RECORDS TO PROCESS:
============================================================

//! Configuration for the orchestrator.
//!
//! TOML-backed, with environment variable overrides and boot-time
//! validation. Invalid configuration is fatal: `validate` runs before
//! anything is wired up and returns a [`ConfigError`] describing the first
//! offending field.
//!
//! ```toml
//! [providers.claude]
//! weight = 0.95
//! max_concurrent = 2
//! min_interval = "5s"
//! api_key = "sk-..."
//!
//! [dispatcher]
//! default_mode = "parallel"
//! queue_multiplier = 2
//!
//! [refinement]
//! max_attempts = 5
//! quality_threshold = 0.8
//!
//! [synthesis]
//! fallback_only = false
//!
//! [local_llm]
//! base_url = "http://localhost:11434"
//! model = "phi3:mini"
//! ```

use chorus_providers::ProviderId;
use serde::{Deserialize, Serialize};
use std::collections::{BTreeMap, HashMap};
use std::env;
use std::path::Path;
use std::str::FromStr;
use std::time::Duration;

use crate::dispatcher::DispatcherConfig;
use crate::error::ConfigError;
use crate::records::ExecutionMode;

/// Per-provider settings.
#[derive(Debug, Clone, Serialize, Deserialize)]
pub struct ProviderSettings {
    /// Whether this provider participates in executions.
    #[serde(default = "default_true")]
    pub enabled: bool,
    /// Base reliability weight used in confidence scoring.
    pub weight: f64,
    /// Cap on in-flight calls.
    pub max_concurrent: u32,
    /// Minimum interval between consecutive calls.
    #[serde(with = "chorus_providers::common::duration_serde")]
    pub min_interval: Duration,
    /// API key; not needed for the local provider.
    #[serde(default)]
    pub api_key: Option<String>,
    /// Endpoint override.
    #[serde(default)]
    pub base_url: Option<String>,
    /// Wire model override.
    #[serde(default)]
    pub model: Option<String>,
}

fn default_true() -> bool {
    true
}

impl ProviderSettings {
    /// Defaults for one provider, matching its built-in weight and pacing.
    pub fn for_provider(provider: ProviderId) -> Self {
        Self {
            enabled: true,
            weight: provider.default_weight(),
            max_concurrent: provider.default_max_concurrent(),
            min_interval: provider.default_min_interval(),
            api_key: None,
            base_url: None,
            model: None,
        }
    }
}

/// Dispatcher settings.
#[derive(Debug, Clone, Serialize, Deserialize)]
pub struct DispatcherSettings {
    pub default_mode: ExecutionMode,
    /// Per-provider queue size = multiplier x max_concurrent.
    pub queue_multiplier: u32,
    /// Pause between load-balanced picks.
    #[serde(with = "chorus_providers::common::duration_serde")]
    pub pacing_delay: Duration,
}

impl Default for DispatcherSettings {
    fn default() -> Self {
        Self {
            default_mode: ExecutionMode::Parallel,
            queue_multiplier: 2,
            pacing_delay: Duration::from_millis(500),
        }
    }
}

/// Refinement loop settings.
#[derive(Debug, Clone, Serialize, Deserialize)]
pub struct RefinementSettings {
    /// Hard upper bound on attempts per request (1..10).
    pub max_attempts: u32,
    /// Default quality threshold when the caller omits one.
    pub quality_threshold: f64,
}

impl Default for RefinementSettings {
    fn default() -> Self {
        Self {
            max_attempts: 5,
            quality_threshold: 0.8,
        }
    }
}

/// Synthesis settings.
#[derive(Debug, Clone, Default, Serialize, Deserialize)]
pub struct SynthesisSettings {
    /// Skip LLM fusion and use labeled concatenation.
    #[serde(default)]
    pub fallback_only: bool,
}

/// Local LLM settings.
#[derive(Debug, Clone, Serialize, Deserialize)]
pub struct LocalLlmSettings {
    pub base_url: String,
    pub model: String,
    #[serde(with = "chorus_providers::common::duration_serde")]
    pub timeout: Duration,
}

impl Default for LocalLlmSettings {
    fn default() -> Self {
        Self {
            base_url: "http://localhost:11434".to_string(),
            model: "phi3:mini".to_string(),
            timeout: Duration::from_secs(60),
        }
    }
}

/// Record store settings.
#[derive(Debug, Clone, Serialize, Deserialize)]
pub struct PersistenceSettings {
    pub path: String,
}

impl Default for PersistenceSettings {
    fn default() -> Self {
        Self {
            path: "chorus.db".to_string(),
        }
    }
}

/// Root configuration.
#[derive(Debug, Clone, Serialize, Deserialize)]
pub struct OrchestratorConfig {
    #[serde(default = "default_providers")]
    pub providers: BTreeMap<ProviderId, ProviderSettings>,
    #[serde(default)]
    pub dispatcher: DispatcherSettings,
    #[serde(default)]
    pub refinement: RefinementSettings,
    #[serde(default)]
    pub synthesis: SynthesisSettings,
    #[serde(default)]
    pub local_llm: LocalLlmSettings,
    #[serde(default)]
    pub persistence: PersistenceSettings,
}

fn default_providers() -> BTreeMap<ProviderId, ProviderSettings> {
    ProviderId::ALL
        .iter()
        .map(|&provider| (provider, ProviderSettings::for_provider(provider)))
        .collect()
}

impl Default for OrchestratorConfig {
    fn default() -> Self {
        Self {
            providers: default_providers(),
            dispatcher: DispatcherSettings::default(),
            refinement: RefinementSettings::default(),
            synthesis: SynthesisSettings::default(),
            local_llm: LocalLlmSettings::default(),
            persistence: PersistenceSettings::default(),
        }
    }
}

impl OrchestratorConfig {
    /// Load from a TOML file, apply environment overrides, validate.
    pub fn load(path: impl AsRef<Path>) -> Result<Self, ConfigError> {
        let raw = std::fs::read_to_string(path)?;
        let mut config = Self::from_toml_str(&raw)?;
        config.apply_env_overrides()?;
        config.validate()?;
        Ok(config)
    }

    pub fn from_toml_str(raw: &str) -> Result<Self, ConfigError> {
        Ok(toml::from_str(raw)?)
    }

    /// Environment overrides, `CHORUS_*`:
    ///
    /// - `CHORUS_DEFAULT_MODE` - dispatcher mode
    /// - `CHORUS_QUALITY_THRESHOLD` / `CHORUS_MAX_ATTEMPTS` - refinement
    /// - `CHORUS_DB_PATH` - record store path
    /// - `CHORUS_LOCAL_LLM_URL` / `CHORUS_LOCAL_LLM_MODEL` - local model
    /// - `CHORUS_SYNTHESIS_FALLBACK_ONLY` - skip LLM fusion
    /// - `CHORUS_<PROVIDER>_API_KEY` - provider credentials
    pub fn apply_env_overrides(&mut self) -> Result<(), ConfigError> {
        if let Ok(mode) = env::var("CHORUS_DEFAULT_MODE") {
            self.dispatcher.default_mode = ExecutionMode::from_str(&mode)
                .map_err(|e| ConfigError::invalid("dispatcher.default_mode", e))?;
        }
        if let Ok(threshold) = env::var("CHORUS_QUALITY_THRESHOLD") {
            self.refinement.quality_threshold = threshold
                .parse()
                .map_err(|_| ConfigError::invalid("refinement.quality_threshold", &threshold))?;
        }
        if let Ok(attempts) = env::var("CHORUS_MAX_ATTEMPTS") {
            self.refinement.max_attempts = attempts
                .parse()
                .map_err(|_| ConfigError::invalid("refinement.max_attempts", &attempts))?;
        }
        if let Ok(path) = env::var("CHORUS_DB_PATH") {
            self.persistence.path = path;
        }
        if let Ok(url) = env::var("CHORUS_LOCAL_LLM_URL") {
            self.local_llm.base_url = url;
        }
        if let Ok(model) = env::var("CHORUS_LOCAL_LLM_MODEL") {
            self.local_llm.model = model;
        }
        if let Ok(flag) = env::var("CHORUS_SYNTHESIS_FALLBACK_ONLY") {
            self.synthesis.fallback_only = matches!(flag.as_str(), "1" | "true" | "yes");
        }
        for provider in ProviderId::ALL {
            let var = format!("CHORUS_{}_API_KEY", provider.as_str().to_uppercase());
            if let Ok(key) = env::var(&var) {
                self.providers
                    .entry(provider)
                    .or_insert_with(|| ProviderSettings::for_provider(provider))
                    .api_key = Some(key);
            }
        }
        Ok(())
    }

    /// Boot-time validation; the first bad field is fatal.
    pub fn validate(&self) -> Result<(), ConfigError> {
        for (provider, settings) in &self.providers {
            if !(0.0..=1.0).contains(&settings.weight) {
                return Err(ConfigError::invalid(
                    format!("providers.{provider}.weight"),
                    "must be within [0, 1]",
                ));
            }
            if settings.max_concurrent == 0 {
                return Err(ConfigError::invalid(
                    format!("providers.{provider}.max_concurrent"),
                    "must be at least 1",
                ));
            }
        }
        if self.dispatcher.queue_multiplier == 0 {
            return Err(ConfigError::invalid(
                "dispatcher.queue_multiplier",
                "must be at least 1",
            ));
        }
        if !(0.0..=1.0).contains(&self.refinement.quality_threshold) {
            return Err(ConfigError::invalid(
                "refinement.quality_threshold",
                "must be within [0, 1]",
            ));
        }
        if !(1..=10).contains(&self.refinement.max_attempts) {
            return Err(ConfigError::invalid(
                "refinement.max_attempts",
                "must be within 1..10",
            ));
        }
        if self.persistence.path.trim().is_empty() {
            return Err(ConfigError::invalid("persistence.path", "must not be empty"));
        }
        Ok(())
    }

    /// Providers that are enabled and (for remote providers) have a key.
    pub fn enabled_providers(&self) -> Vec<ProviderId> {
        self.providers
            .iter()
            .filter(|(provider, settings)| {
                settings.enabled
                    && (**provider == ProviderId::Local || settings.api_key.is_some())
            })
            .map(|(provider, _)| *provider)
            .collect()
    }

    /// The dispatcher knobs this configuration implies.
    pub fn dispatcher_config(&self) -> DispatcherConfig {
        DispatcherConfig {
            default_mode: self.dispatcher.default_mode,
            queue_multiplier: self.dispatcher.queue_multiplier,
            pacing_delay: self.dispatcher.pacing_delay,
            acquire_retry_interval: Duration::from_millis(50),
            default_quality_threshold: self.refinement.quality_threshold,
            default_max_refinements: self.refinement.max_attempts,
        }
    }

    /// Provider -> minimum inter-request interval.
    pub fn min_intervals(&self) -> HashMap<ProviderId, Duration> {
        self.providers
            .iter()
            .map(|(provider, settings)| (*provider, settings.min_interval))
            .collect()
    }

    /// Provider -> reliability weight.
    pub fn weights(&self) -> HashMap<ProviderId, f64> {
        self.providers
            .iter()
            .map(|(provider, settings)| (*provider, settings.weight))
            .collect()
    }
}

============================================================

TRY IT: Scan the preceding listing for the string "validation" and copy every line where it occurs.

SOLUTION TO THIS PROBLEM:
//! validation. Invalid configuration is fatal: `validate` runs before
    /// Boot-time validation; the first bad field is fatal.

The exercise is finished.